For the following demos I used the WebXR web browser API to get 3D tracking data to stream into ROS as the target pose for CollisionIK. WebXR is still unstable and not available everywhere but it is becoming very viable for producing VR and AR applications on the web. I am planning to use it to build the control interface I want for the art-making workflow that is motivating the development of Crash.

I’ll share more of the details, including code, in a future project log. But basically what I did for these demos was modify the Immersive Web WebXR Samples to stream poses over a WebSocket to ROS. I have a basic HTTPS server in Python to serve the web pages, a WebSocket server, and a ROS node written in Python.
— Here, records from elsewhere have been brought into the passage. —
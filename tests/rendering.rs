use snake_client::renderer::glyphs;
use snake_client::renderer::{
    PixelCanvas, Rect, RecordingSurface, Scene, Surface, SurfaceOp, SurfaceStyle, DEFAULT_PANEL_HEIGHT,
};

fn recording(w: u16, h: u16) -> Scene<RecordingSurface> {
    let mut scene: Scene<RecordingSurface> = Scene::setup(w, h, DEFAULT_PANEL_HEIGHT, SurfaceStyle::default()).unwrap();
    scene.surface_mut().take_ops();
    scene
}

fn canvas(w: u16, h: u16) -> Scene<PixelCanvas> {
    Scene::setup(w, h, DEFAULT_PANEL_HEIGHT, SurfaceStyle::default()).unwrap()
}

fn lit_in(canvas: &PixelCanvas, area: Rect) -> Vec<(i32, i32)> {
    let mut lit = Vec::new();
    for y in area.y..area.bottom() {
        for x in area.x..area.right() {
            if canvas.is_lit(x, y) {
                lit.push((x, y));
            }
        }
    }
    lit
}

#[test]
fn setup_then_interior_sprite() {
    let mut scene = recording(10, 10);
    let field = *scene.field();
    assert_eq!((field.x_max, field.y_max), (20, 20));
    assert_eq!((field.x_offset, field.y_offset), (1, 9));

    scene.field_sprite_4x2(0b0000_1111, 0, 5).unwrap();

    assert_eq!(scene.surface().clears(), vec![Rect::new(1, 14, 4, 2)]);
    assert_eq!(scene.surface().fills(), vec![(1, 14), (2, 14), (3, 14), (4, 14)]);
}

#[test]
fn wide_sprite_at_right_edge_clears_both_halves() {
    let mut scene = recording(10, 10);
    scene.field_sprite_8x4(u32::MAX, 19, 6).unwrap();

    assert_eq!(
        scene.surface().clears(),
        vec![Rect::new(20, 15, 1, 4), Rect::new(1, 15, 7, 4)]
    );
    let fills = scene.surface().fills();
    assert_eq!(fills.len(), 32);
    let field = scene.field().bounds();
    assert!(fills.iter().all(|&(x, y)| field.contains(x, y)));
    let mut columns: Vec<i32> = fills.iter().map(|&(x, _)| x).collect();
    columns.sort_unstable();
    columns.dedup();
    assert_eq!(columns, vec![1, 2, 3, 4, 5, 6, 7, 20]);
}

#[test]
fn corner_crossing_clears_four_pieces() {
    let mut scene = recording(10, 10);
    scene.field_sprite_4x2(0xFF, 19, 19).unwrap();

    let clears = scene.surface().clears();
    assert_eq!(clears.len(), 4);
    for r in [
        Rect::new(20, 28, 1, 1),
        Rect::new(1, 28, 3, 1),
        Rect::new(20, 9, 1, 1),
        Rect::new(1, 9, 3, 1),
    ] {
        assert!(clears.contains(&r), "missing {r:?}");
    }
    assert_eq!(scene.surface().fills().len(), 8);
}

#[test]
fn moving_a_wrapped_sprite_leaves_no_ghost() {
    let mut scene = canvas(10, 10);
    let field = scene.field().bounds();

    scene.field_sprite_8x4(u32::MAX, 19, 6).unwrap();
    assert_eq!(lit_in(scene.surface(), field).len(), 32);

    // a blank sprite at the same spot only clears
    scene.field_sprite_8x4(0, 19, 6).unwrap();
    assert!(lit_in(scene.surface(), field).is_empty());
}

#[test]
fn field_clears_never_touch_the_frame() {
    let mut scene = canvas(10, 10);
    let before = scene.surface().lit_count();

    scene.field_sprite_8x4(u32::MAX, 19, 19).unwrap();
    scene.field_sprite_8x4(0, 19, 19).unwrap();
    scene.clear_field();

    assert_eq!(scene.surface().lit_count(), before);
    let config = *scene.surface().config();
    assert!(scene.surface().is_lit(0, DEFAULT_PANEL_HEIGHT));
    assert!(scene.surface().is_lit(config.width - 1, config.height - 1));
}

#[test]
fn panel_clears_never_touch_the_field() {
    assert!(Scene::<PixelCanvas>::setup(10, 10, 0, SurfaceStyle::default()).is_err());

    let mut scene = canvas(10, 10);
    scene.field_sprite_4x2(0xFF, 0, 0).unwrap();
    let field = scene.field().bounds();
    let lit = lit_in(scene.surface(), field);
    assert_eq!(lit.len(), 8);

    for i in 0..scene.panel().width {
        scene.clear_panel_block(i).unwrap();
    }
    assert_eq!(lit_in(scene.surface(), field), lit);
}

#[test]
fn panel_indices_from_either_edge_agree() {
    let width = recording(10, 10).panel().width;
    for i in 0..width {
        let mut left = recording(10, 10);
        let mut right = recording(10, 10);
        left.panel_sprite_3x5(0x7FFF, i).unwrap();
        right.panel_sprite_3x5(0x7FFF, i - width).unwrap();
        assert_eq!(left.surface().ops(), right.surface().ops());
    }
    let mut scene = recording(10, 10);
    assert!(scene.panel_sprite_3x5(1, width).is_err());
    assert!(scene.panel_sprite_3x5(1, -width - 1).is_err());
    assert!(scene.surface().ops().is_empty());
}

#[test]
fn panel_block_clear_is_exact() {
    let mut scene = recording(10, 10);
    scene.clear_panel_block(-1).unwrap();
    let (x, y) = scene.panel().block_to_pixel(-1).unwrap();
    assert_eq!(scene.surface().ops(), &[SurfaceOp::Clear(Rect::new(x, y, 3, 5))]);
}

#[test]
fn numbers_render_as_digit_blocks() {
    let mut by_number = recording(10, 10);
    by_number.draw_number(1907, 2, 1).unwrap();

    let mut by_digit = recording(10, 10);
    by_digit.panel_sprite(glyphs::digit(0).unwrap(), 1).unwrap();
    by_digit.panel_sprite(glyphs::digit(7).unwrap(), 2).unwrap();

    assert_eq!(by_number.surface().ops(), by_digit.surface().ops());
}
pub mod surface;
pub mod sprite;
pub mod field;
pub mod panel;
pub mod glyphs;
pub mod scene;
pub mod canvas;
#[cfg(feature = "tui")]
pub mod view;

pub use surface::{Rect, Rgb, Surface, SurfaceConfig, SurfaceStyle, RecordingSurface, SurfaceOp};
pub use sprite::{Sprite, Shape, Pixels, decode};
pub use field::{FieldGeometry, Footprint, reflect};
pub use panel::PanelGeometry;
pub use scene::{Scene, Layout, DEFAULT_PANEL_HEIGHT, BLOCK_PIXELS};
pub use canvas::PixelCanvas;
#[cfg(feature = "tui")]
pub use view::CanvasView;
//! Outbound commands
//!
//! Command bytes live in their own numbering space, separate from the
//! inbound frame tags. Two versions of the direction encoding exist:
//!
//! - `V1`: the direction byte (0 left, 1 up, 2 right, 3 down) is the whole message
//! - `V2`: the direction byte follows a `4` discriminator
//!
//! Quit (`6`) and the keepalive echo (`5` + probe payload) are the same in both.

use std::fmt;
use std::str::FromStr;

use bytes::{BufMut, Bytes, BytesMut};
use serde::{Deserialize, Serialize};

use crate::error::{Error, Result};

const DIRECTION_PREFIX: u8 = 4;
const KEEPALIVE_ECHO: u8 = 5;
const QUIT: u8 = 6;

#[derive(Debug, Clone, Copy, PartialEq, Eq, Default, Serialize, Deserialize)]
#[serde(rename_all = "lowercase")]
pub enum ProtocolVersion {
    #[default]
    V1,
    V2,
}

impl FromStr for ProtocolVersion {
    type Err = Error;

    fn from_str(s: &str) -> Result<Self> {
        match s.to_ascii_lowercase().as_str() {
            "v1" | "1" => Ok(Self::V1),
            "v2" | "2" => Ok(Self::V2),
            other => Err(Error::Config(format!("unknown protocol version: {other}"))),
        }
    }
}

impl fmt::Display for ProtocolVersion {
    fn fmt(&self, f: &mut fmt::Formatter<'_>) -> fmt::Result {
        match self {
            Self::V1 => f.write_str("v1"),
            Self::V2 => f.write_str("v2"),
        }
    }
}

#[derive(Debug, Clone, PartialEq, Eq)]
pub enum Command {
    Left,
    Up,
    Right,
    Down,
    Quit,
    /// Reply to a keepalive probe, carrying the probe's payload
    KeepaliveEcho(Bytes),
}

impl Command {
    fn from_direction_byte(b: u8) -> Option<Self> {
        match b {
            0 => Some(Self::Left),
            1 => Some(Self::Up),
            2 => Some(Self::Right),
            3 => Some(Self::Down),
            _ => None,
        }
    }

    /// Wire bytes for this command; one call is one transport message
    pub fn encode(&self, version: ProtocolVersion) -> Bytes {
        match self {
            Self::Left => encode_direction(0, version),
            Self::Up => encode_direction(1, version),
            Self::Right => encode_direction(2, version),
            Self::Down => encode_direction(3, version),
            Self::Quit => Bytes::from_static(&[QUIT]),
            Self::KeepaliveEcho(payload) => {
                let mut buf = BytesMut::with_capacity(1 + payload.len());
                buf.put_u8(KEEPALIVE_ECHO);
                buf.put_slice(payload);
                buf.freeze()
            }
        }
    }

    /// Server-side decoding of a client message
    pub fn decode(frame: &[u8], version: ProtocolVersion) -> Result<Self> {
        let (&first, rest) = frame.split_first().ok_or(Error::EmptyCommand)?;
        match (first, version) {
            (KEEPALIVE_ECHO, _) => Ok(Self::KeepaliveEcho(Bytes::copy_from_slice(rest))),
            (QUIT, _) => Ok(Self::Quit),
            (DIRECTION_PREFIX, ProtocolVersion::V2) => {
                let &d = rest.first().ok_or(Error::EmptyCommand)?;
                Self::from_direction_byte(d).ok_or(Error::InvalidCommand(d))
            }
            (b, ProtocolVersion::V1) => Self::from_direction_byte(b).ok_or(Error::InvalidCommand(b)),
            (b, ProtocolVersion::V2) => Err(Error::InvalidCommand(b)),
        }
    }
}

fn encode_direction(d: u8, version: ProtocolVersion) -> Bytes {
    match version {
        ProtocolVersion::V1 => Bytes::copy_from_slice(&[d]),
        ProtocolVersion::V2 => Bytes::copy_from_slice(&[DIRECTION_PREFIX, d]),
    }
}

#[cfg(test)]
mod tests {
    use super::*;

    const DIRECTIONS: [Command; 4] = [Command::Left, Command::Up, Command::Right, Command::Down];

    #[test]
    fn test_v1_directions_are_single_bytes() {
        let encoded: Vec<Bytes> = DIRECTIONS.iter().map(|c| c.encode(ProtocolVersion::V1)).collect();
        let expected: Vec<Bytes> = (0u8..4).map(|d| Bytes::copy_from_slice(&[d])).collect();
        assert_eq!(encoded, expected);
    }

    #[test]
    fn test_v2_directions_prefixed() {
        assert_eq!(Command::Down.encode(ProtocolVersion::V2), &[4u8, 3][..]);
        assert_eq!(Command::Left.encode(ProtocolVersion::V2), &[4u8, 0][..]);
    }

    #[test]
    fn test_quit_and_echo() {
        for v in [ProtocolVersion::V1, ProtocolVersion::V2] {
            assert_eq!(Command::Quit.encode(v), &[6u8][..]);
            let echo = Command::KeepaliveEcho(Bytes::from_static(b"tick"));
            assert_eq!(echo.encode(v), &b"\x05tick"[..]);
        }
    }

    #[test]
    fn test_decode_matches_version() {
        for v in [ProtocolVersion::V1, ProtocolVersion::V2] {
            for cmd in DIRECTIONS {
                assert_eq!(Command::decode(&cmd.encode(v), v).unwrap(), cmd);
            }
        }
        // a V2 frame is not a V1 direction
        assert!(matches!(Command::decode(&[4, 1], ProtocolVersion::V1), Err(Error::InvalidCommand(4))));
        assert!(matches!(Command::decode(&[1], ProtocolVersion::V2), Err(Error::InvalidCommand(1))));
        assert!(matches!(Command::decode(&[4], ProtocolVersion::V2), Err(Error::EmptyCommand)));
        assert!(matches!(Command::decode(&[], ProtocolVersion::V1), Err(Error::EmptyCommand)));
    }

    #[test]
    fn test_only_directions_depend_on_version() {
        for cmd in [Command::Quit, Command::KeepaliveEcho(Bytes::from_static(b"x"))] {
            assert_eq!(cmd.encode(ProtocolVersion::V1), cmd.encode(ProtocolVersion::V2));
        }
        for cmd in DIRECTIONS {
            let v1 = cmd.encode(ProtocolVersion::V1);
            let v2 = cmd.encode(ProtocolVersion::V2);
            assert_eq!(v2, [&[DIRECTION_PREFIX][..], &v1[..]].concat());
        }
    }

    #[test]
    fn test_version_parsing() {
        assert_eq!("V2".parse::<ProtocolVersion>().unwrap(), ProtocolVersion::V2);
        assert_eq!("1".parse::<ProtocolVersion>().unwrap(), ProtocolVersion::V1);
        assert!("v3".parse::<ProtocolVersion>().is_err());
        let v: ProtocolVersion = serde_json::from_str("\"v2\"").unwrap();
        assert_eq!(v, ProtocolVersion::V2);
    }
}
//! Field coordinate space
//!
//! The field is a torus of `x_max * y_max` pixels (two per board cell on
//! each axis). Field coordinates are normalized into the half-open range
//! `[0, max)` on each axis, then translated by the field offset into
//! surface space.
//!
//! A footprint that runs past the far edge is visible on both sides of
//! the field, so clearing it takes one rectangle per visible piece:
//! the primary one at the normalized origin plus a mirror shifted by
//! `-x_max` and/or `-y_max` for every axis it crosses.

use super::surface::Rect;

/// Wrap a single axis coordinate into `[0, max)`.
///
/// Callers only ever step one position past an edge, but any value is
/// accepted. `max` must be positive.
pub fn reflect(n: i32, max: i32) -> i32 {
    n.rem_euclid(max)
}

#[derive(Debug, Clone, Copy, PartialEq, Eq)]
pub struct FieldGeometry {
    pub x_max: i32,
    pub y_max: i32,
    pub x_offset: i32,
    pub y_offset: i32,
}

impl FieldGeometry {
    pub fn reflect(&self, x: i32, y: i32) -> (i32, i32) {
        (reflect(x, self.x_max), reflect(y, self.y_max))
    }

    /// Field coordinates to surface coordinates
    pub fn translate(&self, x: i32, y: i32) -> (i32, i32) {
        let (x, y) = self.reflect(x, y);
        (x + self.x_offset, y + self.y_offset)
    }

    /// The field interior in surface coordinates
    pub fn bounds(&self) -> Rect {
        Rect::new(self.x_offset, self.y_offset, self.x_max, self.y_max)
    }

    /// Every field-space rectangle covered by a `width x height` block at `(x, y)`
    pub fn footprint(&self, x: i32, y: i32, width: i32, height: i32) -> Footprint {
        let (rx, ry) = self.reflect(x, y);
        let primary = Rect::new(rx, ry, width, height);
        let crosses_x = primary.right() > self.x_max;
        let crosses_y = primary.bottom() > self.y_max;

        Footprint {
            primary,
            x_mirror: crosses_x.then(|| primary.translate(-self.x_max, 0)),
            y_mirror: crosses_y.then(|| primary.translate(0, -self.y_max)),
            corner: (crosses_x && crosses_y).then(|| primary.translate(-self.x_max, -self.y_max)),
        }
    }

    /// A field-space rectangle in surface coordinates, clipped to the field interior
    pub fn to_surface(&self, rect: Rect) -> Option<Rect> {
        rect.translate(self.x_offset, self.y_offset)
            .intersect(&self.bounds())
    }
}

/// The rectangles a sprite block occupies on the torus
#[derive(Debug, Clone, Copy, PartialEq, Eq)]
pub struct Footprint {
    pub primary: Rect,
    pub x_mirror: Option<Rect>,
    pub y_mirror: Option<Rect>,
    pub corner: Option<Rect>,
}

impl Footprint {
    pub fn wraps(&self) -> bool {
        self.x_mirror.is_some() || self.y_mirror.is_some()
    }

    pub fn rects(&self) -> impl Iterator<Item = Rect> {
        std::iter::once(self.primary)
            .chain(self.x_mirror)
            .chain(self.y_mirror)
            .chain(self.corner)
    }
}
Needing to get around the use of different Python versions (3 for the web stuff and 2 for the ROS stuff) I lazily bashed together ZMQ communication between the WebSocket server and the ROS node. So the data flowed like browser —WebSocket→ WebSocket server —ZMQ→ ROS Node → CollisionIK → Ruckig —RSI→ Robot.

Drawing with WebXR on a Phone

Drawing with a Finger using a Quest 2

Next Steps

Now that I have a viable real-time motion control system I’m going to move on to building a tool system that can support the larger art-making workflow that I have in mind. So far I’ve been focused on getting the robot to move, but now I’ll be building a system to let the robot see what it’s doing and adjust on the fly.